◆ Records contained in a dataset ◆

* * *

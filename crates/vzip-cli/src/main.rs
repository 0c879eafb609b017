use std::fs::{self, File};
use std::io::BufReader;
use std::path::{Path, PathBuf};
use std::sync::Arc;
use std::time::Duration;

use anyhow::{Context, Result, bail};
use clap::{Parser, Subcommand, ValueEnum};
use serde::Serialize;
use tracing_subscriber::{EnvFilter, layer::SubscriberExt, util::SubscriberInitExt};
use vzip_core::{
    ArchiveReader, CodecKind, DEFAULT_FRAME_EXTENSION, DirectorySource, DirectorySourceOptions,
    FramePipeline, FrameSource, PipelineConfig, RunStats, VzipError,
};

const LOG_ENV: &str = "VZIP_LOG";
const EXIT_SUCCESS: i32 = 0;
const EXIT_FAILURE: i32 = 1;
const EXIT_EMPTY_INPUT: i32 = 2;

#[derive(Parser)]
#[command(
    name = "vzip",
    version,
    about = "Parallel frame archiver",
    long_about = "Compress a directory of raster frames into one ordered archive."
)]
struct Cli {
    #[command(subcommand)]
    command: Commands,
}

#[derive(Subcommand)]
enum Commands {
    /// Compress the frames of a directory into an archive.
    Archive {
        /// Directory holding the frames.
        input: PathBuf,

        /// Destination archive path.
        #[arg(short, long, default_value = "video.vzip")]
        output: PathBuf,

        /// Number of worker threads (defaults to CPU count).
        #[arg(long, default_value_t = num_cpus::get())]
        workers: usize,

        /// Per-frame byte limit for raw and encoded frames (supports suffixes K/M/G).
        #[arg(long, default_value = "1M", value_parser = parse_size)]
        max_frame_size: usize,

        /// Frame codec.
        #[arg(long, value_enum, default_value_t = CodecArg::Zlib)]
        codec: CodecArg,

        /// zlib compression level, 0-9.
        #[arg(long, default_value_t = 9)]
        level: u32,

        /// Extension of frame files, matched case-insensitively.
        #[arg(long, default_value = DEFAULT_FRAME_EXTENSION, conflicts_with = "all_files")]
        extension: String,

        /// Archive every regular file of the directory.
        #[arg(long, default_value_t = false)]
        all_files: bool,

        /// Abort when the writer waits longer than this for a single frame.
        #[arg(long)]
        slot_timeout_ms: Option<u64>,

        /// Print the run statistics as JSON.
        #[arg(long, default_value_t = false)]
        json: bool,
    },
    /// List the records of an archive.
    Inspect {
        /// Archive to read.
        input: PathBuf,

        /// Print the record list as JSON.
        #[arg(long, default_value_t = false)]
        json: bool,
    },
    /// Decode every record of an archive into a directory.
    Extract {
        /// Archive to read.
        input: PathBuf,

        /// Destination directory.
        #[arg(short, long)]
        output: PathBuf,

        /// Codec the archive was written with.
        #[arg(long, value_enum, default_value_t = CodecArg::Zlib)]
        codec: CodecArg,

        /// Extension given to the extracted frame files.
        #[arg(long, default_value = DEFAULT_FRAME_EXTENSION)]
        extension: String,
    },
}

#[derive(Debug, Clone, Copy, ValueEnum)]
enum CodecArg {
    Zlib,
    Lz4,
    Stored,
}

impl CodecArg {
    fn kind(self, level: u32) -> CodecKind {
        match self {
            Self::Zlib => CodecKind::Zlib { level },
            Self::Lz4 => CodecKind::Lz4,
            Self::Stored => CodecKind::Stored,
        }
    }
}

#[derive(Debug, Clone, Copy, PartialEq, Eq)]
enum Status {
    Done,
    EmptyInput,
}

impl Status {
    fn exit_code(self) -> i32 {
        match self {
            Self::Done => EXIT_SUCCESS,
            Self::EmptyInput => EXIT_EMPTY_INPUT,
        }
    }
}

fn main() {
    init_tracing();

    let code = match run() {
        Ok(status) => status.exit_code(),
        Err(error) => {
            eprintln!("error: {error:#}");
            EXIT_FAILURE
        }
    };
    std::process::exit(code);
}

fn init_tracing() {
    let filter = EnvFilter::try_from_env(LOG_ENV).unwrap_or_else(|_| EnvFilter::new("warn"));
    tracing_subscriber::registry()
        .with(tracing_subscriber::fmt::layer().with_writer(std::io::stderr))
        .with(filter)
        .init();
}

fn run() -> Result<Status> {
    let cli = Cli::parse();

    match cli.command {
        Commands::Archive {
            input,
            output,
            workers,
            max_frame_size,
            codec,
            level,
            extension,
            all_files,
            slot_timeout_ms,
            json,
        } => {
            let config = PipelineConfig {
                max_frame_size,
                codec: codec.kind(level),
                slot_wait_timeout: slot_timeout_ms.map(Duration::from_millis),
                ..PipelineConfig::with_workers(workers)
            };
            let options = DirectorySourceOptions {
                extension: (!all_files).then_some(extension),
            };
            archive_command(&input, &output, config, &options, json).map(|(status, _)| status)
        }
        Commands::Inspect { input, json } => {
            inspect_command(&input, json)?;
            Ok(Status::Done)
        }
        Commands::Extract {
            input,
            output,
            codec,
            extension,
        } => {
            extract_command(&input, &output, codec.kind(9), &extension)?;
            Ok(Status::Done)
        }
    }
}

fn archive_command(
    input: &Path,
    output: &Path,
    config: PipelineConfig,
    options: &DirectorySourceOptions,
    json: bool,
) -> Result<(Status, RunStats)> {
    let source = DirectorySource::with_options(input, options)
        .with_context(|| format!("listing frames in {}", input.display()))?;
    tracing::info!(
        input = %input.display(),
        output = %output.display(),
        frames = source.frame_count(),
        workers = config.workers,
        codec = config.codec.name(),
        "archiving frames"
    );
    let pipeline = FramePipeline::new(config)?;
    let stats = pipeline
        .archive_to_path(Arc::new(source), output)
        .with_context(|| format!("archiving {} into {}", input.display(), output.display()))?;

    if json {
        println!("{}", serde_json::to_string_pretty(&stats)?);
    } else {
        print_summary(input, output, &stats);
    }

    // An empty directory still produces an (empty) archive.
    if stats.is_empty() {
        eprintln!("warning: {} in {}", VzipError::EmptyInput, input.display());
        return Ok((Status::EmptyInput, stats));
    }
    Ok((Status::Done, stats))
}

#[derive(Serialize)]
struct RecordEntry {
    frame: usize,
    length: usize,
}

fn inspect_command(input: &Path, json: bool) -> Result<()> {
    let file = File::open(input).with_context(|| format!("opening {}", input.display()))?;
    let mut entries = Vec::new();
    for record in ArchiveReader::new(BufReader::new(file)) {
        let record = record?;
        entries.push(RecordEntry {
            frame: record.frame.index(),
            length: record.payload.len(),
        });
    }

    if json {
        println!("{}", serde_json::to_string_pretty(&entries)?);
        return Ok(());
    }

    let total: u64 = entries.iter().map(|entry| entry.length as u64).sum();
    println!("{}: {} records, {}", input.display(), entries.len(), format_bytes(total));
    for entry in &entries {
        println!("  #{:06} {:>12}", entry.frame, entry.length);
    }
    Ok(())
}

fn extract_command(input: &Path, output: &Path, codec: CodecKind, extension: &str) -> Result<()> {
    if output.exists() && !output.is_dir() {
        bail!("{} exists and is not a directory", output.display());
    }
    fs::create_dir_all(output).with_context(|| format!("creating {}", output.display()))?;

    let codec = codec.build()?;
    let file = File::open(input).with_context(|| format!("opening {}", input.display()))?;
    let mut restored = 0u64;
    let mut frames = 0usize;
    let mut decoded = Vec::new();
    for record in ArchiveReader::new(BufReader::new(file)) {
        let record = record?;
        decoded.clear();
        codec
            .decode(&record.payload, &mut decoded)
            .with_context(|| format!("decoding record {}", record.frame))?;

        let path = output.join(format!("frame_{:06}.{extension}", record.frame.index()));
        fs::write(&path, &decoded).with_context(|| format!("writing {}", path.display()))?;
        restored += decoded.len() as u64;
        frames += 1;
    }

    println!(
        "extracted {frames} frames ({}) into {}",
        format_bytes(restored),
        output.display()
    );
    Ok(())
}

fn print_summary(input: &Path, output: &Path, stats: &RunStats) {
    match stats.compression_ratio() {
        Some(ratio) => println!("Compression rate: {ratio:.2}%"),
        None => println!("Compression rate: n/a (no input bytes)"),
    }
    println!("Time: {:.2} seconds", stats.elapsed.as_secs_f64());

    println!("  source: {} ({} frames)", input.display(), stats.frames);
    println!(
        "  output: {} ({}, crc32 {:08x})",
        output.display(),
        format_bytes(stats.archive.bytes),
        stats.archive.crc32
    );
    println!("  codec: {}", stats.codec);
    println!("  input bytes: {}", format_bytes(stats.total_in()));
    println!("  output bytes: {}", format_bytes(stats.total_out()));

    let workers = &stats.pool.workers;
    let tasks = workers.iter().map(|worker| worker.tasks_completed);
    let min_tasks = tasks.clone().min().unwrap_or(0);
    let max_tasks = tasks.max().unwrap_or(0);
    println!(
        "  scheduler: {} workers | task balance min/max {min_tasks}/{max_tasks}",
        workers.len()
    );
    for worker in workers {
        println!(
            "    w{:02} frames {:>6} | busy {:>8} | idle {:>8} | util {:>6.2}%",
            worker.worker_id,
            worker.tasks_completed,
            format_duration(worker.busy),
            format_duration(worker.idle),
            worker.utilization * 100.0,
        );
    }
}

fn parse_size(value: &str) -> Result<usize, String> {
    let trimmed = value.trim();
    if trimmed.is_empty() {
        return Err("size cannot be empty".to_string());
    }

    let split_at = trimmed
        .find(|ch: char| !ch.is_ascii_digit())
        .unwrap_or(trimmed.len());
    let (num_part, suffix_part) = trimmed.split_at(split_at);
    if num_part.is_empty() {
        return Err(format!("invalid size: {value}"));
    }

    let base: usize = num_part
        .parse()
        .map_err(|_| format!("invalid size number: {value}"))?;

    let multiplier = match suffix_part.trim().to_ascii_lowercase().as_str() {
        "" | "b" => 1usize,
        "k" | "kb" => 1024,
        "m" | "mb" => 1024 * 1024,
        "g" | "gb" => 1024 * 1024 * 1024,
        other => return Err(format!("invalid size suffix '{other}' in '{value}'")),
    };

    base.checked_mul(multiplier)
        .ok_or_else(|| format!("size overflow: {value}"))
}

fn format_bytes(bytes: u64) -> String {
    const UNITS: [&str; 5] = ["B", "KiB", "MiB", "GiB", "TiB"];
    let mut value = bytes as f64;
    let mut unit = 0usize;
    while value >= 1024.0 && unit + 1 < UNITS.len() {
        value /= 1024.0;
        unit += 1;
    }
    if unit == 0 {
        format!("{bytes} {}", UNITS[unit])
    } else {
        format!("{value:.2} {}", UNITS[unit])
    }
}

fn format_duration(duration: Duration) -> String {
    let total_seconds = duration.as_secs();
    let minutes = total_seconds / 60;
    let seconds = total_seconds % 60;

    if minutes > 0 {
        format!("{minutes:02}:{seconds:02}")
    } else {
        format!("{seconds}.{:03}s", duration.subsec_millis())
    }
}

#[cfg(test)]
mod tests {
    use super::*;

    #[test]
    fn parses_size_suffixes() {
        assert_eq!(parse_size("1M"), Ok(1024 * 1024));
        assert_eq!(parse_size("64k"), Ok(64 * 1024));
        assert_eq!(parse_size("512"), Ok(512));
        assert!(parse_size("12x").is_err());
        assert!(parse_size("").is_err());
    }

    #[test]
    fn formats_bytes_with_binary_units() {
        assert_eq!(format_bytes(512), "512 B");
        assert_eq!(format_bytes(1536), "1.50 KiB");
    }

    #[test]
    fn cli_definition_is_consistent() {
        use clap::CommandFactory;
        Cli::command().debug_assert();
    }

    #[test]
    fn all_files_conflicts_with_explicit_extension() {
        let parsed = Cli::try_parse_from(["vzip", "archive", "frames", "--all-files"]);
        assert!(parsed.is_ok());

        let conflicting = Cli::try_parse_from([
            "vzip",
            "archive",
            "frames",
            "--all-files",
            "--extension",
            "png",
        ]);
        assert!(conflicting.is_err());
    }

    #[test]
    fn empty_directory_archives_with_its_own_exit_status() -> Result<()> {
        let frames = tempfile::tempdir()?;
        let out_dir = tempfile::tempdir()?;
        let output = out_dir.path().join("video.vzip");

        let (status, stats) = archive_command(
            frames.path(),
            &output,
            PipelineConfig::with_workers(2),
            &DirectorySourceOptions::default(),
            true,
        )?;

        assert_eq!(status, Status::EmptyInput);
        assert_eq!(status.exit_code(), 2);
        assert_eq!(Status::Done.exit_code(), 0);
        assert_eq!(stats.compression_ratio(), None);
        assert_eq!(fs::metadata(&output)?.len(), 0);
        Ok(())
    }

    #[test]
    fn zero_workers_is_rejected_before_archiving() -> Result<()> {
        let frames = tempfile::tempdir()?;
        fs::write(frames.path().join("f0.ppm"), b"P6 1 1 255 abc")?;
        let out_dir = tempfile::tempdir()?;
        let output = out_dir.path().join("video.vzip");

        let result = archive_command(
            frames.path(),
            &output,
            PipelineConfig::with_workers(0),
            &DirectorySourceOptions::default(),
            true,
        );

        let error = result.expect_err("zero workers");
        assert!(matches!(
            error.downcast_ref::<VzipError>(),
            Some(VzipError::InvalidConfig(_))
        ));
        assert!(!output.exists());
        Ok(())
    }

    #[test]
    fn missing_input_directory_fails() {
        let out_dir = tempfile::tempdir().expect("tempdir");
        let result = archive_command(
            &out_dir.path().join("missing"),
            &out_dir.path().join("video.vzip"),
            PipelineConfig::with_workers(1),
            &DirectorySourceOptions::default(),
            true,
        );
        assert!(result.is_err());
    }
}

* * *

◆ WORK TO BE COMPLETED ◆
Please reply with an exact copy of the lines above, starting at the first and ending at the line that holds "value_parser = parse_size)]".

◆ RESPONSE TO THIS EXERCISE ◆
filename crates/vzip-cli/src/main.rs
repository 0c879eafb609b017
use std::fs::{self, File};
use std::io::BufReader;
use std::path::{Path, PathBuf};
use std::sync::Arc;
use std::time::Duration;

use anyhow::{Context, Result, bail};
use clap::{Parser, Subcommand, ValueEnum};
use serde::Serialize;
use tracing_subscriber::{EnvFilter, layer::SubscriberExt, util::SubscriberInitExt};
use vzip_core::{
    ArchiveReader, CodecKind, DEFAULT_FRAME_EXTENSION, DirectorySource, DirectorySourceOptions,
    FramePipeline, FrameSource, PipelineConfig, RunStats, VzipError,
};

const LOG_ENV: &str = "VZIP_LOG";
const EXIT_SUCCESS: i32 = 0;
const EXIT_FAILURE: i32 = 1;
const EXIT_EMPTY_INPUT: i32 = 2;

#[derive(Parser)]
#[command(
    name = "vzip",
    version,
    about = "Parallel frame archiver",
    long_about = "Compress a directory of raster frames into one ordered archive."
)]
struct Cli {
    #[command(subcommand)]
    command: Commands,
}

#[derive(Subcommand)]
enum Commands {
    /// Compress the frames of a directory into an archive.
    Archive {
        /// Directory holding the frames.
        input: PathBuf,

        /// Destination archive path.
        #[arg(short, long, default_value = "video.vzip")]
        output: PathBuf,

        /// Number of worker threads (defaults to CPU count).
        #[arg(long, default_value_t = num_cpus::get())]
        workers: usize,

        /// Per-frame byte limit for raw and encoded frames (supports suffixes K/M/G).
        #[arg(long, default_value = "1M", value_parser = parse_size)]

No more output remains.